Re: migrating to 1.14 with Postgres I'm finding th...
# spicedb
w
Re: migrating to 1.14 with Postgres I'm finding that this query from the migration is pretty slow (~500ms):
Copy code
sql
SELECT namespace, object_id, relation, userset_namespace, userset_object_id, userset_relation, created_transaction, deleted_transaction
FROM relation_tuple
WHERE created_xid IS NULL
LIMIT 1000 FOR UPDATE;
Query plan (EXPLAIN ANALYZE):
Copy code
sql
Limit  (cost=0.00..68.34 rows=1000 width=150) (actual time=468.112..472.134 rows=1000 loops=1)
  ->  LockRows  (cost=0.00..479050.71 rows=7009496 width=150) (actual time=468.111..472.023 rows=1000 loops=1)
        ->  Seq Scan on relation_tuple  (cost=0.00..408955.75 rows=7009496 width=150) (actual time=468.097..468.493 rows=1000 loops=1)
              Filter: (created_xid IS NULL)
              Rows Removed by Filter: 2947393
Planning Time: 0.105 ms
Execution Time: 472.248 ms
The index on
created_xid IS NULL
isn't used 🤔 Even after an
ANALYZE
. No idea why.
Tried
CREATE INDEX CONCURRENTLY ix_backfill_tuple_temp_2 ON public.relation_tuple USING btree (created_xid) WHERE created_xid IS NULL;
To no avail
I have ~11M relationship, ~7M of which still have
created_xid IS NULL
FWIW removing the
FOR UPDATE
doesn't change anything
j
i'm not sure why the index isn't getting used
we literally had to add it for a large beta tester of this migration, so I know it can get used
what version of postgres are you using?
if we fix this issue, 1hr should be plenty to migrate 11M
w
v13
j
my guess is that the query optimizer is looking at the cardinality of that index and saying: "i'm still left with 7m rows after using the index, since it's more than half of the total rows, why bother?"
w
from testing around, it is getting used if I only
SELECT created_xid
but not if selecting anything else
That would make sense if we didn't have a LIMIT :/
j
oh interesting, when you select created_xid it can serve directly from the index
w
yeah it does an INDEX ONLY
j
if you're willing to just try things, try adding an index with all of the columns that are being selected
w
I think the reason is: - that PG expects that the rows matching
created_xid IS NULL
are more-or-less random in a sequential walk, so it's indeed theoretically cheaper to go for a seq walk (see SO) - everytime we do this SELECT, PG walks through the rows in the same order - because we set the selected rows to NOT NULL, it takes PG longer and longer to find IS NULL rows in its sequential walk
> if you're willing to just try things, try adding an index with all of the columns that are being selected I did, no improvement
j
maybe you can trick it into using the index with like an
order by rand()
or something
w
I tried somethign like that, but it random-sorts the entire table before selecting 1000 rows so it's crazy slow
j
your hypothesis sounds correct to me
> There are three kinds of lies: lies, damned lies, and statistics.
w
Alright, I got something
j
what about ordering by created_xid DESC, that should ask it to put the nulls first?
w
This query:
Copy code
sql
SELECT namespace, object_id, relation, userset_namespace, userset_object_id, userset_relation, created_transaction, deleted_transaction
FROM relation_tuple
WHERE created_xid IS NULL
ORDER BY created_xid 
LIMIT 1000;
With this index:
Copy code
sql
CREATE INDEX ix_backfill_tuple_temp_2 ON public.relation_tuple USING btree (created_xid) WHERE (created_xid IS NULL);
great minds 😄
It feels stupid to order given we filter by IS NULL, but 🤷‍♂️
j
can you try the
desc
thing without your new index?
w
Copy code
sql
Limit  (cost=504061.89..504178.57 rows=1000 width=153) (actual time=1998.702..2003.173 rows=1000 loops=1)

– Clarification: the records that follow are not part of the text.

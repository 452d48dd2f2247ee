use std::io::BufRead;
use std::path::PathBuf;
use std::process;
use std::sync::Arc;
use std::time::{Duration, Instant};

use clap::Parser;
use crossbeam_channel::{Receiver, RecvTimeoutError};

use emotion_watch_core::detection::infrastructure::scripted_face_detector::ScriptedFaceDetector;
use emotion_watch_core::emotion::infrastructure::scripted_emotion_classifier::ScriptedEmotionClassifier;
use emotion_watch_core::notification::domain::label_translations::Locale;
use emotion_watch_core::notification::domain::notification_transport::NotificationTransport;
use emotion_watch_core::notification::infrastructure::log_notification_transport::LogNotificationTransport;
use emotion_watch_core::notification::infrastructure::udp_notification_transport::UdpNotificationTransport;
use emotion_watch_core::pipeline::emotion_producer::{EmotionProducer, ProducerConfig};
use emotion_watch_core::pipeline::overlay_consumer::OverlayConsumer;
use emotion_watch_core::pipeline::pipeline_logger::LogPipelineLogger;
use emotion_watch_core::pipeline::pipeline_runner::PipelineRunner;
use emotion_watch_core::pipeline::shared_result_store::SharedResultStore;
use emotion_watch_core::rendering::infrastructure::log_overlay_renderer::LogOverlayRenderer;
use emotion_watch_core::shared::scenario::Scenario;
use emotion_watch_core::shared::settings::PipelineSettings;
use emotion_watch_core::video::infrastructure::synthetic_frame_source::SyntheticFrameSource;

const RATE_REPORT_INTERVAL: Duration = Duration::from_secs(1);

/// Live facial-emotion pipeline driven by a scripted camera scenario.
#[derive(Parser)]
#[command(name = "emotion-watch")]
struct Cli {
    /// Scenario JSON describing the faces the simulated camera sees.
    #[arg(long)]
    scenario: PathBuf,

    /// Settings file (defaults to the per-user config location).
    #[arg(long)]
    config: Option<PathBuf>,

    /// Camera frame rate.
    #[arg(long, default_value = "30")]
    fps: u32,

    /// Display refresh rate.
    #[arg(long, default_value = "30")]
    display_fps: u32,

    /// Stop after this many seconds instead of waiting for 'q'.
    #[arg(long)]
    duration_secs: Option<u64>,

    /// UDP host:port of the wake-up listener. Events are only logged if unset.
    #[arg(long)]
    notify_addr: Option<String>,

    /// Wake-up text language: zh or en.
    #[arg(long)]
    locale: Option<Locale>,

    /// Minimum time between emotion classification passes.
    #[arg(long)]
    inference_interval_ms: Option<u64>,

    /// Minimum time between two wake-up notifications.
    #[arg(long)]
    cooldown_ms: Option<u64>,
}

fn main() {
    env_logger::init();

    if let Err(e) = run() {
        eprintln!("Error: {e}");
        process::exit(1);
    }
}

fn run() -> Result<(), Box<dyn std::error::Error>> {
    let cli = Cli::parse();
    let settings = load_settings(&cli)?;
    let scenario = Arc::new(Scenario::load(&cli.scenario)?);
    log::info!(
        "scenario {}: {} steps, {} frames per loop",
        cli.scenario.display(),
        scenario.steps.len(),
        scenario.cycle_frames()
    );

    let store = Arc::new(SharedResultStore::new());
    let source =
        SyntheticFrameSource::new(scenario.frame_width, scenario.frame_height, cli.fps)?;
    let producer = EmotionProducer::new(
        Box::new(source),
        Box::new(ScriptedFaceDetector::new(scenario.clone())),
        Box::new(ScriptedEmotionClassifier::new(scenario)),
        build_transport(settings.notify_addr.as_deref())?,
        store.clone(),
        ProducerConfig::from_settings(&settings),
    )
    .with_logger(Box::new(LogPipelineLogger::new(
        "producer",
        RATE_REPORT_INTERVAL,
    )));
    let consumer = OverlayConsumer::new(Box::new(LogOverlayRenderer::new(cli.display_fps)?), store)
        .with_ready_timeout(settings.display_timeout())
        .with_logger(Box::new(LogPipelineLogger::new(
            "consumer",
            RATE_REPORT_INTERVAL,
        )));

    let running = PipelineRunner::start(producer, consumer)?;
    wait_for_stop(cli.duration_secs.map(Duration::from_secs));
    let report = running.shutdown(settings.shutdown_grace())?;

    log::info!("producer: {:?}", report.producer);
    log::info!("consumer: {:?}", report.consumer);
    Ok(())
}

fn load_settings(cli: &Cli) -> Result<PipelineSettings, Box<dyn std::error::Error>> {
    let mut settings = match cli.config.clone().or_else(PipelineSettings::default_path) {
        Some(path) => {
            log::debug!("settings from {}", path.display());
            PipelineSettings::load_or_default(&path)?
        }
        None => PipelineSettings::default(),
    };

    if let Some(ms) = cli.inference_interval_ms {
        settings.inference_interval_ms = ms;
    }
    if let Some(ms) = cli.cooldown_ms {
        settings.cooldown_ms = ms;
    }
    if let Some(locale) = cli.locale {
        settings.locale = locale;
    }
    if let Some(addr) = &cli.notify_addr {
        settings.notify_addr = Some(addr.clone());
    }
    settings.validate()?;
    Ok(settings)
}

fn build_transport(
    addr: Option<&str>,
) -> Result<Box<dyn NotificationTransport>, Box<dyn std::error::Error>> {
    match addr {
        Some(addr) => {
            log::info!("sending wake-up events to {addr}");
            Ok(Box::new(UdpNotificationTransport::connect(addr)?))
        }
        None => Ok(Box::new(LogNotificationTransport::new())),
    }
}

/// Blocks until 'q' is read from stdin or `limit` passes. Without a limit,
/// closing stdin also stops the run.
fn wait_for_stop(limit: Option<Duration>) {
    let quit = spawn_stdin_watcher();
    match limit {
        Some(limit) => {
            let deadline = Instant::now() + limit;
            match quit.recv_deadline(deadline) {
                Ok(()) => {}
                Err(RecvTimeoutError::Disconnected) => {
                    std::thread::sleep(deadline.saturating_duration_since(Instant::now()));
                    log::info!("run time elapsed");
                }
                Err(RecvTimeoutError::Timeout) => log::info!("run time elapsed"),
            }
        }
        None => {
            eprintln!("Press 'q' then Enter to stop");
            let _ = quit.recv();
        }
    }
}

/// The sender is dropped without sending when stdin reaches EOF.
fn spawn_stdin_watcher() -> Receiver<()> {
    let (tx, rx) = crossbeam_channel::bounded(1);
    std::thread::spawn(move || {
        for line in std::io::stdin().lock().lines() {
            match line {
                Ok(line) if line.trim().eq_ignore_ascii_case("q") => {
                    let _ = tx.send(());
                    return;
                }
                Ok(_) => continue,
                Err(_) => return,
            }
        }
    });
    rx
}
use std::sync::Arc;
use std::time::{Duration, Instant};

use crate::detection::domain::detection::Detection;
use crate::detection::domain::face_detector::FaceDetector;
use crate::emotion::domain::emotion_cache::EmotionCache;
use crate::emotion::domain::emotion_classifier::EmotionClassifier;
use crate::emotion::domain::emotion_result::EmotionLabel;
use crate::emotion::domain::inference_throttle::InferenceThrottle;
use crate::notification::domain::cooldown_gate::CooldownGate;
use crate::notification::domain::label_translations::WakeUpComposer;
use crate::notification::domain::notification_transport::NotificationTransport;
use crate::pipeline::cancellation_token::CancellationToken;
use crate::pipeline::combined_frame_result::{CombinedFrameResult, FaceEmotion};
use crate::pipeline::pipeline_logger::{NullPipelineLogger, PipelineLogger};
use crate::pipeline::shared_result_store::SharedResultStore;
use crate::shared::frame::Frame;
use crate::shared::settings::PipelineSettings;
use crate::video::domain::frame_source::{AcquireError, FrameSource};

/// Timing and phrasing knobs for the producer loop.
#[derive(Debug, Clone)]
pub struct ProducerConfig {
    pub inference_interval: Duration,
    pub cooldown: Duration,
    pub acquire_timeout: Duration,
    pub composer: WakeUpComposer,
}

impl ProducerConfig {
    pub fn from_settings(settings: &PipelineSettings) -> Self {
        Self {
            inference_interval: settings.inference_interval(),
            cooldown: settings.cooldown(),
            acquire_timeout: settings.acquire_timeout(),
            composer: WakeUpComposer::for_locale(settings.locale),
        }
    }
}

impl Default for ProducerConfig {
    fn default() -> Self {
        Self::from_settings(&PipelineSettings::default())
    }
}

#[derive(Debug, Clone, Copy, PartialEq, Eq)]
pub enum SkipReason {
    Timeout,
    Device,
}

/// What one producer cycle did.
#[derive(Debug, Clone, PartialEq)]
pub enum CycleOutcome {
    /// No frame was acquired; nothing was published or released.
    Skipped(SkipReason),
    Published(CycleReport),
}

#[derive(Debug, Clone, PartialEq)]
pub struct CycleReport {
    pub generation: u64,
    pub faces: usize,
    /// The classifier ran for every face this cycle.
    pub fresh: bool,
    /// Detection or classification failed and an empty result was published.
    pub degraded: bool,
    /// Label that won the cooldown gate, if any.
    pub triggered: Option<EmotionLabel>,
    /// The wake-up event for `triggered` reached the transport.
    pub notified: bool,
}

#[derive(Debug, Clone, Default, PartialEq, Eq)]
pub struct ProducerStats {
    pub cycles: u64,
    pub timeouts: u64,
    pub device_errors: u64,
    pub degraded_cycles: u64,
    pub fresh_passes: u64,
    pub triggers: u64,
    pub notifications_sent: u64,
    pub transport_failures: u64,
}

/// Capture-side loop: detect every frame, classify emotions at a throttled
/// cadence, gate wake-ups, and publish results for the renderer.
///
/// Per cycle: acquire → detect → classify or reuse cache → gate → publish →
/// notify. Cache, throttle and gate state belong to this loop alone; the
/// result store is the only thing shared with the renderer. Notifications
/// are sent after publishing and never under the store lock.
pub struct EmotionProducer {
    source: Box<dyn FrameSource>,
    detector: Box<dyn FaceDetector>,
    classifier: Box<dyn EmotionClassifier>,
    transport: Box<dyn NotificationTransport>,
    store: Arc<SharedResultStore>,
    throttle: InferenceThrottle,
    cache: EmotionCache,
    gate: CooldownGate,
    composer: WakeUpComposer,
    acquire_timeout: Duration,
    logger: Box<dyn PipelineLogger>,
    stats: ProducerStats,
}

impl EmotionProducer {
    pub fn new(
        source: Box<dyn FrameSource>,
        detector: Box<dyn FaceDetector>,
        classifier: Box<dyn EmotionClassifier>,
        transport: Box<dyn NotificationTransport>,
        store: Arc<SharedResultStore>,
        config: ProducerConfig,
    ) -> Self {
        Self {
            source,
            detector,
            classifier,
            transport,
            store,
            throttle: InferenceThrottle::new(config.inference_interval),
            cache: EmotionCache::new(),
            gate: CooldownGate::new(config.cooldown),
            composer: config.composer,
            acquire_timeout: config.acquire_timeout,
            logger: Box::new(NullPipelineLogger),
            stats: ProducerStats::default(),
        }
    }

    pub fn with_logger(mut self, logger: Box<dyn PipelineLogger>) -> Self {
        self.logger = logger;
        self
    }

    pub fn stats(&self) -> &ProducerStats {
        &self.stats
    }

    /// Runs cycles until `token` is cancelled. The check happens between
    /// cycles, so a cycle that has started always completes.
    ///
    /// A device fault returns without blocking, so the loop waits one
    /// acquire timeout before retrying a faulted source.
    pub fn run(&mut self, token: &CancellationToken) -> ProducerStats {
        self.logger.info("started");
        while !token.is_cancelled() {
            if let CycleOutcome::Skipped(SkipReason::Device) = self.run_cycle(Instant::now()) {
                std::thread::sleep(self.acquire_timeout);
            }
        }
        self.logger.info("stopped");
        self.logger.summary();
        self.stats.clone()
    }

    /// One full cycle. `now` drives both the throttle and the cooldown gate.
    pub fn run_cycle(&mut self, now: Instant) -> CycleOutcome {
        self.stats.cycles += 1;
        let run_fresh = self.throttle.should_run_inference(now);

        let frame = match self.source.acquire(self.acquire_timeout) {
            Ok(frame) => frame,
            Err(AcquireError::Timeout(waited)) => {
                self.stats.timeouts += 1;
                log::warn!("No frame within {waited:?}, retrying");
                return CycleOutcome::Skipped(SkipReason::Timeout);
            }
            Err(e) => {
                self.stats.device_errors += 1;
                log::warn!("Frame acquisition failed: {e}");
                return CycleOutcome::Skipped(SkipReason::Device);
            }
        };
        self.logger.count("camera");

        let analysed = self.analyse(&frame, run_fresh);
        let sequence = frame.sequence();
        self.source.release(frame);

        let (pairs, degraded) = match analysed {
            Ok(pairs) => (pairs, false),
            Err(e) => {
                self.stats.degraded_cycles += 1;
                log::warn!("Frame {sequence}: analysis failed, publishing no faces: {e}");
                (Vec::new(), true)
            }
        };

        let classified = run_fresh && !degraded && !pairs.is_empty();
        if classified {
            self.throttle.mark_inference(now);
            self.stats.fresh_passes += 1;
            self.logger.count("inference");
        }

        // Reused results never originate a trigger.
        let triggered = if classified {
            self.gate
                .try_trigger_first(now, pairs.iter().map(|p| p.emotion.label))
                .map(|i| pairs[i].emotion.label)
        } else {
            None
        };

        let faces = pairs.len();
        let generation = self.store.publish(CombinedFrameResult::new(pairs));

        let notified = match triggered {
            Some(label) => {
                self.stats.triggers += 1;
                self.notify(label)
            }
            None => false,
        };

        CycleOutcome::Published(CycleReport {
            generation,
            faces,
            fresh: classified,
            degraded,
            triggered,
            notified,
        })
    }

    fn analyse(
        &mut self,
        frame: &Frame,
        run_fresh: bool,
    ) -> Result<Vec<FaceEmotion>, Box<dyn std::error::Error>> {
        let started = Instant::now();
        let mut detections = self.detector.detect(frame)?;
        Detection::reindex(&mut detections);
        self.logger.timing("detect", elapsed_ms(started));
        self.logger.metric("faces", detections.len() as f64);

        self.cache.begin_frame(run_fresh);

        let mut pairs = Vec::with_capacity(detections.len());
        for (slot, detection) in detections.into_iter().enumerate() {
            let emotion = if run_fresh {
                let started = Instant::now();
                let result = self.classifier.classify(frame, &detection.landmarks)?;
                self.logger.timing("classify", elapsed_ms(started));
                if let Err(e) = self.cache.set(slot, result) {
                    debug_assert!(false, "{e}");
                    log::error!("Emotion cache rejected result: {e}");
                }
                result
            } else {
                self.cache.get_or_default(slot)
            };
            pairs.push(FaceEmotion { detection, emotion });
        }
        Ok(pairs)
    }

    fn notify(&mut self, label: EmotionLabel) -> bool {
        let event = self.composer.compose(label);
        match self.transport.emit(&event) {
            Ok(()) => {
                self.stats.notifications_sent += 1;
                self.logger.count("notifications");
                log::info!("Wake-up sent for {label}: {}", event.text);
                true
            }
            Err(e) => {
                self.stats.transport_failures += 1;
                log::warn!("Wake-up for {label} not delivered: {e}");
                false
            }
        }
    }
}

fn elapsed_ms(since: Instant) -> f64 {
    since.elapsed().as_secs_f64() * 1000.0
}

  ->  Gather Merge  (cost=504061.89..1184130.67 rows=5828754 width=153) (actual time=1998.700..2003.088 rows=1000 loops=1)
        Workers Planned: 2
        Workers Launched: 2
        ->  Sort  (cost=503061.87..510347.81 rows=2914377 width=153) (actual time=1989.904..1989.942 rows=568 loops=3)
              Sort Key: created_xid DESC
              Sort Method: top-N heapsort  Memory: 314kB
              Worker 0:  Sort Method: top-N heapsort  Memory: 296kB
              Worker 1:  Sort Method: top-N heapsort  Memory: 310kB
              ->  Parallel Seq Scan on relation_tuple  (cost=0.00..343269.72 rows=2914377 width=153) (actual time=268.602..1185.586 rows=2331861 loops=3)
                    Filter: (created_xid IS NULL)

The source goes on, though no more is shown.